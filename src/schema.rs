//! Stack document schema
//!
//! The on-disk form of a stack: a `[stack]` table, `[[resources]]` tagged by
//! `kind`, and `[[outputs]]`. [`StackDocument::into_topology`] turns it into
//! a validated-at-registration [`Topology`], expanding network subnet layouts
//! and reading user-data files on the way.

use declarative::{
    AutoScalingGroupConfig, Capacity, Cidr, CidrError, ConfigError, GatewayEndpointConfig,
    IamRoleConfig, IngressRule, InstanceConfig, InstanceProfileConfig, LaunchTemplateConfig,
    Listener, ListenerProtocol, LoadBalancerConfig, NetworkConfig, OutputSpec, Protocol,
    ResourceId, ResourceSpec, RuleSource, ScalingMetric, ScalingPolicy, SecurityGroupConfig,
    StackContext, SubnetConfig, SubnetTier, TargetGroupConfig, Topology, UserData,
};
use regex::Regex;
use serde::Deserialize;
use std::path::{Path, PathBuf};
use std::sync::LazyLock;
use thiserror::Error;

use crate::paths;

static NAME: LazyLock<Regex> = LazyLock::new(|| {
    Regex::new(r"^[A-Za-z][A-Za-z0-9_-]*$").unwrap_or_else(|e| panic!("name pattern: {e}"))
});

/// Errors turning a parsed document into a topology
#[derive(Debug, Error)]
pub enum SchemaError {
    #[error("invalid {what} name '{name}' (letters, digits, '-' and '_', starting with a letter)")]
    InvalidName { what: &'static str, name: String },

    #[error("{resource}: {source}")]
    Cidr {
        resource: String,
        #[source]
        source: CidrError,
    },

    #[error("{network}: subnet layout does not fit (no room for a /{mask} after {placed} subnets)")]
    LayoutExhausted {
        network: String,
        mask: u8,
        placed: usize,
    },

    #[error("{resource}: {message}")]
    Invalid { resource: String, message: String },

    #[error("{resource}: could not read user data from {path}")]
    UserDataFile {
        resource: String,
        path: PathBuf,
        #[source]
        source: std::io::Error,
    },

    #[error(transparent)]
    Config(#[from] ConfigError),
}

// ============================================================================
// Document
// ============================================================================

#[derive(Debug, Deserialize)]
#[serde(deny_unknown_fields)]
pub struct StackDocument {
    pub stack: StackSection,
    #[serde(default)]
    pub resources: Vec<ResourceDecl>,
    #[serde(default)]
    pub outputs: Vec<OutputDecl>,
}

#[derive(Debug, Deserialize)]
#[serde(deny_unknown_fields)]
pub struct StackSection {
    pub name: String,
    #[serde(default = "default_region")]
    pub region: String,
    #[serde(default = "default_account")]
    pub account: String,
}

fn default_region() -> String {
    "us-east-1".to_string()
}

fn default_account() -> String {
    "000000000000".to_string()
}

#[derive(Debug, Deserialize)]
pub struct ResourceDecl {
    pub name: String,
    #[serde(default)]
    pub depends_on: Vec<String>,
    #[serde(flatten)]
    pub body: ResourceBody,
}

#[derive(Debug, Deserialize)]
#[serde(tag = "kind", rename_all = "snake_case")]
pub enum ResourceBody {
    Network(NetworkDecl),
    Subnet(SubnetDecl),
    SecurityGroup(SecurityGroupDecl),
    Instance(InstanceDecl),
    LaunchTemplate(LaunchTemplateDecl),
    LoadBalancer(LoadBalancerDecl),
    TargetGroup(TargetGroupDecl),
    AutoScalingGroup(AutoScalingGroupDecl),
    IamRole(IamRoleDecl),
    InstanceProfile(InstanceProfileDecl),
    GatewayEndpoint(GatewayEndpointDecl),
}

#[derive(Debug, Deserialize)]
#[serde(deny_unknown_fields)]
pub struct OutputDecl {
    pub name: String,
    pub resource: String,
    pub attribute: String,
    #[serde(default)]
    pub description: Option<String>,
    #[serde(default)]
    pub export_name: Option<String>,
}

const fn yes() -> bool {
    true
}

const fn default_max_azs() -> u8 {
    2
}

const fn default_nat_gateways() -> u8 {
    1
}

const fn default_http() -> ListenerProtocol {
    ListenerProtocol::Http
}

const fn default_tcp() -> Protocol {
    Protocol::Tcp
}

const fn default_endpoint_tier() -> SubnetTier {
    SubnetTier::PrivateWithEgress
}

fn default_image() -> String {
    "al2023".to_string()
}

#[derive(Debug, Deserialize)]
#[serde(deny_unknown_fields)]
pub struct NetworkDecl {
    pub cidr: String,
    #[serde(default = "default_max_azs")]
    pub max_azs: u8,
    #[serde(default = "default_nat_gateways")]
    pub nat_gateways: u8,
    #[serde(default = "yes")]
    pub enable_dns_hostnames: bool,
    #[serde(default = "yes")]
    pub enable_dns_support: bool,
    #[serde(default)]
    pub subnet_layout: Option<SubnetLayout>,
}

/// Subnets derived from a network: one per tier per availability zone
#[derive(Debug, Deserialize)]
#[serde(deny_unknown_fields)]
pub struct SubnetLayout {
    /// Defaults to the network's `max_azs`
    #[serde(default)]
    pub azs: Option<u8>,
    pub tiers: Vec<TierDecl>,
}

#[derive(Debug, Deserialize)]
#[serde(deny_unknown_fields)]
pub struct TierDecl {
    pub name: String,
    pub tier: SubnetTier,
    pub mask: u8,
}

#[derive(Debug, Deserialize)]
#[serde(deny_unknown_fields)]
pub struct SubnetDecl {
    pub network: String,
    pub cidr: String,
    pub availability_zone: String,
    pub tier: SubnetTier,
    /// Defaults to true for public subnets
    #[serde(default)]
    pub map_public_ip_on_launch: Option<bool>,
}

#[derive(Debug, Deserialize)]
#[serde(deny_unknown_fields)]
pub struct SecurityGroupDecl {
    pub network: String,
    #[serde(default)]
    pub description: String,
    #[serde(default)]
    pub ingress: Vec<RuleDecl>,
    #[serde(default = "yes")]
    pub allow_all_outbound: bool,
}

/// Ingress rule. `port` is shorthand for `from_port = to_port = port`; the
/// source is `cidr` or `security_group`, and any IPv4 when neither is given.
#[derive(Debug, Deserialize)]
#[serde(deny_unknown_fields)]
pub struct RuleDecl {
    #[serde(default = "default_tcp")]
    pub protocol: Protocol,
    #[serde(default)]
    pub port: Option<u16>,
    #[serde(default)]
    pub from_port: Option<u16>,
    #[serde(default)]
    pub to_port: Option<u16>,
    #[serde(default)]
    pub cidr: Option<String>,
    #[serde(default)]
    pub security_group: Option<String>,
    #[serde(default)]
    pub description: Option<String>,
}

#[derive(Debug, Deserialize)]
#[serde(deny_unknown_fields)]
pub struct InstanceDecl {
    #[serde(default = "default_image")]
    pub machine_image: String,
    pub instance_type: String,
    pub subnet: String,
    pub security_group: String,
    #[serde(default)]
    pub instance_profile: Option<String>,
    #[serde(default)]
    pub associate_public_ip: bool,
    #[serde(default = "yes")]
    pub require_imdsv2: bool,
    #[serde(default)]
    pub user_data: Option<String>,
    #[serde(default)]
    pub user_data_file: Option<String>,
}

----------

## Task requirements
In this exercise, copy only the lines from the opening line of the material through the line where "network subnet layouts" appears.

## Completed exercise
filename src/schema.rs
//! Stack document schema
//!
//! The on-disk form of a stack: a `[stack]` table, `[[resources]]` tagged by
//! `kind`, and `[[outputs]]`. [`StackDocument::into_topology`] turns it into
//! a validated-at-registration [`Topology`], expanding network subnet layouts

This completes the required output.